LncRNA在多种肿瘤中异常表达，并与肿瘤细胞的发生、发展密切相关，是近年来研究的热点之一。LncRNA-ATB位于14号染色体（ENST00000493038），在肝细胞癌中表达上调，与肝细胞癌患者不良预后密切相关[7]。更为重要的是，多项研究表明lncRNAATB在胃癌[8]、结肠癌[9]、乳腺癌[10]及甲状腺乳头状癌[11]等多种肿瘤中异常高表达，并与肿瘤侵袭、转移密切相关。最新研究显示，LncRNA-ATB在NSCLC组织中的表达异常升高，并与NSCLC患者不良预后密切相关[12]。本研究结果显示，LncRNA-ATB在NSCLC细胞中的表达水平高于HBEC细胞。沉默NSCLC细胞中lncRNA-ATB的表达后，NSCLC的侵袭和转移能力受抑制，提示lncRNA-ATB可能在NSCLC细胞中扮演抑癌基因的角色。

值得注意的是，一些IncRNAs可以作为竞争性内源性RNA（competing endogenous RNAs, ceRNA），通过与miRNA特异性地结合而调控其靶基因。研究显示，LncRNA-HOTAIR可通过与miR-331-3p结合而调控HER2的表达，从而促进乳腺癌的进展[13]。LncRNAARSR可作为miR-34和miR-449的ceRNA，促进AXL和c-MET的表达，从而促进肾细胞癌细胞对舒尼替尼耐药[14]。在肝细胞癌中，LncRNA-ATB可作为miR-200家族的ceRNA，调控ZEB1和ZEB2的表达[7]。本研究结果显示，LncRNA-ATB可与miR-141特异性结合并调控其表达，提示LncRNA-ATB在NSCLC细胞中可能作为miR-141的ceRNA，调控NSCLC细胞的侵袭和转移。

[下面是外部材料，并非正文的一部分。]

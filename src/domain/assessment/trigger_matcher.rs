//! Counts trigger terms present in a patient's note tokens.
//!
//! A term is present when any token is a prefix of it or it is a prefix of
//! any token. This tolerates plural and inflection variants ("vertige" vs
//! "vertiges") and also lets short words hit long terms ("po" matches
//! "poids").

use super::vocabulary::{TriggerTerm, TriggerVocabulary};

/// Returns the vocabulary terms found in `tokens`, in vocabulary order.
///
/// Tokens are expected to be normalized already (see
/// [`tokenize`](super::normalizer::tokenize)). Empty tokens never match.
pub fn matched_triggers<'v, S: AsRef<str>>(
    tokens: &[S],
    vocabulary: &'v TriggerVocabulary,
) -> Vec<&'v TriggerTerm> {
    vocabulary
        .terms()
        .iter()
        .filter(|term| {
            tokens
                .iter()
                .any(|token| is_prefix_match(token.as_ref(), term.normalized()))
        })
        .collect()
}

/// Number of distinct vocabulary terms found in `tokens`.
///
/// Never exceeds `vocabulary.len()`.
pub fn count_triggers<S: AsRef<str>>(tokens: &[S], vocabulary: &TriggerVocabulary) -> usize {
    matched_triggers(tokens, vocabulary).len()
}

fn is_prefix_match(token: &str, term: &str) -> bool {
    !token.is_empty() && (term.starts_with(token) || token.starts_with(term))
}
//! HTTP listener settings for the assessment service

use serde::Deserialize;
use std::net::SocketAddr;
use std::time::Duration;

use super::error::ValidationError;

/// Where and how the assessment API listens
#[derive(Debug, Clone, Deserialize)]
pub struct ServerConfig {
    /// Interface to bind (`0.0.0.0` inside a container)
    #[serde(default = "default_host")]
    pub host: String,

    /// Port the gateway routes `/assessment` traffic to
    #[serde(default = "default_port")]
    pub port: u16,

    /// Deployment environment; production switches logs to JSON
    #[serde(default = "default_environment")]
    pub environment: Environment,

    /// `EnvFilter` directive used when `RUST_LOG` is unset
    #[serde(default = "default_log_level")]
    pub log_level: String,

    /// Upper bound on one assessment request, gateway calls included
    #[serde(default = "default_request_timeout")]
    pub request_timeout_secs: u64,

    /// Browser origins allowed to call the API directly (comma-separated)
    pub cors_origins: Option<String>,
}

/// Deployment environment
#[derive(Debug, Clone, Deserialize, PartialEq, Eq, Default)]
#[serde(rename_all = "lowercase")]
pub enum Environment {
    #[default]
    Development,
    Staging,
    Production,
}

impl ServerConfig {
    /// Address the listener binds to
    pub fn socket_addr(&self) -> Result<SocketAddr, ValidationError> {
        format!("{}:{}", self.host, self.port)
            .parse()
            .map_err(|_| ValidationError::InvalidAddress)
    }

    pub fn is_production(&self) -> bool {
        self.environment == Environment::Production
    }

    pub fn request_timeout(&self) -> Duration {
        Duration::from_secs(self.request_timeout_secs)
    }

    /// Configured origins, trimmed, blanks dropped
    pub fn cors_origins_list(&self) -> Vec<String> {
        self.cors_origins
            .as_deref()
            .map(|raw| {
                raw.split(',')
                    .map(str::trim)
                    .filter(|origin| !origin.is_empty())
                    .map(str::to_owned)
                    .collect()
            })
            .unwrap_or_default()
    }

    pub fn validate(&self) -> Result<(), ValidationError> {
        if self.port == 0 {
            return Err(ValidationError::InvalidPort);
        }
        if !(1..=300).contains(&self.request_timeout_secs) {
            return Err(ValidationError::InvalidTimeout);
        }
        self.socket_addr()?;
        Ok(())
    }
}

impl Default for ServerConfig {
    fn default() -> Self {
        Self {
            host: default_host(),
            port: default_port(),
            environment: Environment::default(),
            log_level: default_log_level(),
            request_timeout_secs: default_request_timeout(),
            cors_origins: None,
        }
    }
}

fn default_host() -> String {
    "0.0.0.0".to_string()
}

fn default_port() -> u16 {
    8083
}

fn default_environment() -> Environment {
    Environment::Development
}

fn default_log_level() -> String {
    "info,diabetes_assessment=debug,tower_http=info".to_string()
}

fn default_request_timeout() -> u64 {
    30
}
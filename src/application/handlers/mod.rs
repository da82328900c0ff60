//! Application handlers.
//!
//! Query handlers that orchestrate domain operations.

pub mod assessment;

pub use assessment::{AssessRiskHandler, AssessRiskQuery};
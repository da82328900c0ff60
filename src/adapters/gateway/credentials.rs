//! HTTP Basic credentials shared between the gateway and internal services.
//!
//! The same pair is sent on outbound calls and required on inbound ones.

use base64::engine::general_purpose::STANDARD;
use base64::Engine as _;
use secrecy::{ExposeSecret, Secret};
use subtle::ConstantTimeEq;

use crate::config::GatewayConfig;

/// Username and password for gateway-to-service authentication.
pub struct GatewayCredentials {
    username: String,
    password: Secret<String>,
}

impl GatewayCredentials {
    pub fn new(username: impl Into<String>, password: impl Into<String>) -> Self {
        Self {
            username: username.into(),
            password: Secret::new(password.into()),
        }
    }

    pub fn from_config(config: &GatewayConfig) -> Self {
        Self::new(config.username.clone(), config.password.clone())
    }

    pub fn username(&self) -> &str {
        &self.username
    }

    /// Exposes the password (for making requests).
    pub(crate) fn password(&self) -> &str {
        self.password.expose_secret()
    }

    /// Value of an `Authorization` header carrying these credentials.
    pub fn basic_header(&self) -> String {
        let raw = format!("{}:{}", self.username, self.password());
        format!("Basic {}", STANDARD.encode(raw))
    }

    /// Checks an `Authorization` header value against these credentials.
    ///
    /// Both fields are compared in constant time.
    pub fn verify_basic_header(&self, header: &str) -> bool {
        let Some(encoded) = header.strip_prefix("Basic ") else {
            return false;
        };
        let Ok(decoded) = STANDARD.decode(encoded.trim()) else {
            return false;
        };
        let Ok(decoded) = String::from_utf8(decoded) else {
            return false;
        };
        let Some((username, password)) = decoded.split_once(':') else {
            return false;
        };

        let username_ok = username.as_bytes().ct_eq(self.username.as_bytes());
        let password_ok = password.as_bytes().ct_eq(self.password().as_bytes());
        (username_ok & password_ok).into()
    }
}

impl std::fmt::Debug for GatewayCredentials {
    fn fmt(&self, f: &mut std::fmt::Formatter<'_>) -> std::fmt::Result {
        f.debug_struct("GatewayCredentials")
            .field("username", &self.username)
            .field("password", &"[REDACTED]")
            .finish()
    }
}
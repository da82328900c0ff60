//! AssessRisk - Query handler computing a patient's diabetes risk level.
//!
//! Fetches demographics and notes through the reader ports, then runs the
//! pure assessment pipeline:
//!
//! 1. Both fetches run concurrently; if either fails the query fails
//! 2. A missing patient is `PatientNotFound`
//! 3. A record without birth date or gender is `IncompleteData`
//! 4. Notes are tokenized, triggers counted, and the count classified
//!
//! A fetch failure takes precedence over a missing patient: when the
//! patient is unknown and the note service is down at the same time the
//! query fails with `UpstreamUnavailable`, not `PatientNotFound`. Both
//! fetches must succeed before the patient record is inspected.

use std::sync::Arc;

use tracing::{debug, info, warn};

use crate::domain::assessment::{
    classify_factors, diabetes_triggers, matched_triggers, note_tokens, RiskAssessment,
    RiskFactors, TriggerVocabulary,
};
use crate::domain::foundation::{AssessmentError, PatientId};
use crate::domain::patient::PatientProfile;
use crate::ports::{Clock, NoteReader, PatientReader};

/// Query to assess the diabetes risk of one patient.
#[derive(Debug, Clone, Copy)]
pub struct AssessRiskQuery {
    pub patient_id: PatientId,
}

/// Handler for diabetes risk assessments.
pub struct AssessRiskHandler {
    patients: Arc<dyn PatientReader>,
    notes: Arc<dyn NoteReader>,
    clock: Arc<dyn Clock>,
    vocabulary: &'static TriggerVocabulary,
}

impl AssessRiskHandler {
    pub fn new(
        patients: Arc<dyn PatientReader>,
        notes: Arc<dyn NoteReader>,
        clock: Arc<dyn Clock>,
    ) -> Self {
        Self {
            patients,
            notes,
            clock,
            vocabulary: diabetes_triggers(),
        }
    }

    pub async fn handle(&self, query: AssessRiskQuery) -> Result<RiskAssessment, AssessmentError> {
        let patient_id = query.patient_id;
        info!(%patient_id, "Creating diabetes assessment");

        let fetched = tokio::try_join!(
            self.patients.fetch_patient(&patient_id),
            self.notes.fetch_notes(&patient_id),
        );
        let (record, notes) = match fetched {
            Ok(fetched) => fetched,
            Err(e) => {
                warn!(%patient_id, error = %e, "Assessment aborted while fetching patient data");
                return Err(e);
            }
        };

        let record = record.ok_or_else(|| {
            warn!(%patient_id, "Patient not found");
            AssessmentError::not_found(patient_id)
        })?;
        let profile = PatientProfile::from_record(patient_id, &record, self.clock.today())
            .map_err(|e| {
                warn!(%patient_id, error = %e, "Patient data incomplete");
                e
            })?;

        if notes.is_empty() {
            warn!(%patient_id, "No notes to analyse");
        }

        let tokens = note_tokens(&notes);
        let matched = matched_triggers(&tokens, self.vocabulary);
        let factors = RiskFactors {
            age: profile.age(),
            gender: profile.gender(),
            trigger_count: matched.len(),
        };
        debug!(
            %patient_id,
            age = factors.age,
            gender = %factors.gender,
            notes = notes.len(),
            words = tokens.len(),
            triggers = factors.trigger_count,
            matched = ?matched.iter().map(|t| t.label()).collect::<Vec<_>>(),
            "Assessment inputs"
        );

        let classification = classify_factors(&factors);
        let risk_level = classification.level;
        debug!(
            %patient_id,
            rule = classification.rule.map(|r| r.name).unwrap_or("no rule matched"),
            "Risk rule selected"
        );
        info!(%patient_id, %risk_level, "Risk assessment computed");

        Ok(RiskAssessment::new(patient_id, risk_level))
    }
}
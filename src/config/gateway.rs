//! API gateway configuration
//!
//! The assessment service reaches the patient and note services through the
//! gateway, and only accepts requests carrying the same gateway credentials.

use serde::Deserialize;
use std::fmt;
use std::time::Duration;

use super::error::ValidationError;

/// Gateway configuration
#[derive(Clone, Deserialize)]
pub struct GatewayConfig {
    /// Base URL of the API gateway (e.g. `http://gateway:8080`)
    pub url: String,

    /// HTTP Basic username shared by internal services
    pub username: String,

    /// HTTP Basic password shared by internal services
    pub password: String,

    /// Timeout for each call to the gateway, in seconds
    #[serde(default = "default_timeout")]
    pub timeout_secs: u64,
}

impl GatewayConfig {
    /// Base URL without trailing slash
    pub fn base_url(&self) -> &str {
        self.url.trim_end_matches('/')
    }

    pub fn timeout(&self) -> Duration {
        Duration::from_secs(self.timeout_secs)
    }

    /// Validate gateway configuration
    pub fn validate(&self) -> Result<(), ValidationError> {
        if self.url.is_empty() {
            return Err(ValidationError::MissingRequired("GATEWAY__URL"));
        }
        if !self.url.starts_with("http://") && !self.url.starts_with("https://") {
            return Err(ValidationError::InvalidGatewayUrl);
        }
        if self.username.is_empty() {
            return Err(ValidationError::MissingRequired("GATEWAY__USERNAME"));
        }
        if self.password.is_empty() {
            return Err(ValidationError::MissingRequired("GATEWAY__PASSWORD"));
        }
        if self.timeout_secs == 0 || self.timeout_secs > 120 {
            return Err(ValidationError::InvalidTimeout);
        }
        Ok(())
    }
}

impl fmt::Debug for GatewayConfig {
    fn fmt(&self, f: &mut fmt::Formatter<'_>) -> fmt::Result {
        f.debug_struct("GatewayConfig")
            .field("url", &self.url)
            .field("username", &self.username)
            .field("password", &"[REDACTED]")
            .field("timeout_secs", &self.timeout_secs)
            .finish()
    }
}

fn default_timeout() -> u64 {
    10
}
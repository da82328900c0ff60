//! Text normalization for trigger matching.
//!
//! Notes and vocabulary terms go through the same pipeline so comparisons
//! are symmetric: lowercase, canonical decomposition (NFD), then every
//! combining mark is dropped. "CHOLESTÉROL", "Cholestérol" and
//! "cholesterol" all normalize to `cholesterol`.

use unicode_normalization::char::is_combining_mark;
use unicode_normalization::UnicodeNormalization;

/// Lowercases `text` and strips its diacritics.
pub fn normalize(text: &str) -> String {
    text.to_lowercase()
        .nfd()
        .filter(|c| !is_combining_mark(*c))
        .collect()
}

/// Normalizes `text` and splits it into words.
///
/// Runs of characters that are neither alphanumeric nor `_` separate
/// tokens; empty tokens are never produced.
pub fn tokenize(text: &str) -> Vec<String> {
    normalize(text)
        .split(|c: char| !is_word_char(c))
        .filter(|token| !token.is_empty())
        .map(str::to_owned)
        .collect()
}

fn is_word_char(c: char) -> bool {
    c.is_alphanumeric() || c == '_'
}
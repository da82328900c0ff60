//! Ports - Interfaces for external dependencies.
//!
//! Following hexagonal architecture, ports define the contracts between
//! the domain and the outside world. Adapters implement these ports.
//!
//! - `PatientReader` - Demographics from the patient service
//! - `NoteReader` - Clinical notes from the note service
//! - `Clock` - Today's date, for age computation

mod clock;
mod note_reader;
mod patient_reader;

pub use clock::Clock;
pub use note_reader::NoteReader;
pub use patient_reader::PatientReader;
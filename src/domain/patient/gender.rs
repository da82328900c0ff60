use serde::{Deserialize, Serialize};

/// Administrative gender recorded by the patient service.
#[derive(Debug, Clone, Copy, PartialEq, Eq, Hash, Serialize, Deserialize)]
#[serde(rename_all = "UPPERCASE")]
pub enum Gender {
    Male,
    Female,
    Other,
}

impl std::fmt::Display for Gender {
    fn fmt(&self, f: &mut std::fmt::Formatter<'_>) -> std::fmt::Result {
        match self {
            Self::Male => write!(f, "MALE"),
            Self::Female => write!(f, "FEMALE"),
            Self::Other => write!(f, "OTHER"),
        }
    }
}
//! Assessment handlers - Diabetes risk queries.

mod assess_risk;

pub use assess_risk::{AssessRiskHandler, AssessRiskQuery};
//! Patient demographics as seen by the assessment engine.
//!
//! The patient service owns the full record; the assessment only needs a
//! birth date and a gender. `PatientRecord` is what the collaborator hands
//! back (fields may be missing), `PatientProfile` is the validated form the
//! classifier consumes.

mod gender;
mod profile;

pub use gender::Gender;
pub use profile::{PatientProfile, PatientRecord};
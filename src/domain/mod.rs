//! Domain layer containing business logic and domain types.
//!
//! # Module Organization
//!
//! - `foundation` - Shared domain primitives (identifiers, errors)
//! - `patient` - Demographics consumed by the assessment
//! - `assessment` - Normalization, trigger matching and risk classification
//!
//! Everything here is synchronous and free of I/O.

pub mod assessment;
pub mod foundation;
pub mod patient;
//! HTTP routes for assessment endpoints.

use std::sync::Arc;

use axum::{middleware, routing::get, Router};

use super::handlers::{get_assessment, AssessmentHandlers};
use crate::adapters::gateway::GatewayCredentials;
use crate::adapters::http::middleware::basic_auth_middleware;

/// Creates the assessment router. Every route requires gateway credentials.
pub fn assessment_routes(
    handlers: AssessmentHandlers,
    credentials: Arc<GatewayCredentials>,
) -> Router {
    Router::new()
        .route("/assessment/:patient_id", get(get_assessment))
        .route_layer(middleware::from_fn_with_state(
            credentials,
            basic_auth_middleware,
        ))
        .with_state(handlers)
}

miR-141属于miR-200家族。研究显示，miR-200家族与肿瘤干细胞形成、上皮间质转化关系密切[15]。在miR-200家族中，miR-200bc/429和miR-200a/141簇在序列上有高度同源性[16]。多项研究显示，miR-200/141可抑制头颈部鳞状细胞癌、NSCLC、女性生殖系统肿瘤和肾细胞癌等多种肿瘤细胞的侵袭、转移、增殖及耐药[17-19]。更为重要的是研究显示，在胃癌中LncRNA-ATB可与miR-141特异性结合，并降低其表达水平[20]。本研究结果显示，LncRNA-ATB在NSCLC细胞中可特异性结合miR-141，并降低其表达水平，与既往研究结果一致。此外，本研究结果显示，LncRNA-ATB可促进NSCLC细胞的侵袭和转移。结合既往文献，笔者推测LncRNA-ATB可能通过竞争性地与miR-141结合并促进其降解，而解除miR-141对下游靶基因的抑制，从而促进NSCLC细胞的侵袭和转移。值得注意的是LncRNA-ATB在乳腺癌[10]、肾癌[14]、肝癌[7]等多种肿瘤细胞中高表达，并可通过上调ZEB1、c-MET等，促进肿瘤细胞的侵袭和转移，因此LncRNA-ATB吸附miR-141仅为其促进NSCLC细胞侵袭和转移的机制之一，更为复杂的作用机制仍需进一步研究证实。

综上所述，本研究通过qRT-PCR检测NSCLC和HBEC细胞中LncRNA-ATB的表达差异，发现LncRNA-ATB在NSCLC细胞中的表达水平高于HBEC细胞。沉默NSCLC细胞中LncRNA-ATB的表达后，NSCLC细胞的侵袭和转移能力降低。研究结果显示，LncRNA-ATB在NSCLC细胞中可吸附并下调miR-141的表达。本研究进一步明确NSCLC细胞侵袭和转移的分子机制，有助于发现新的NSCLC靶向治疗靶点。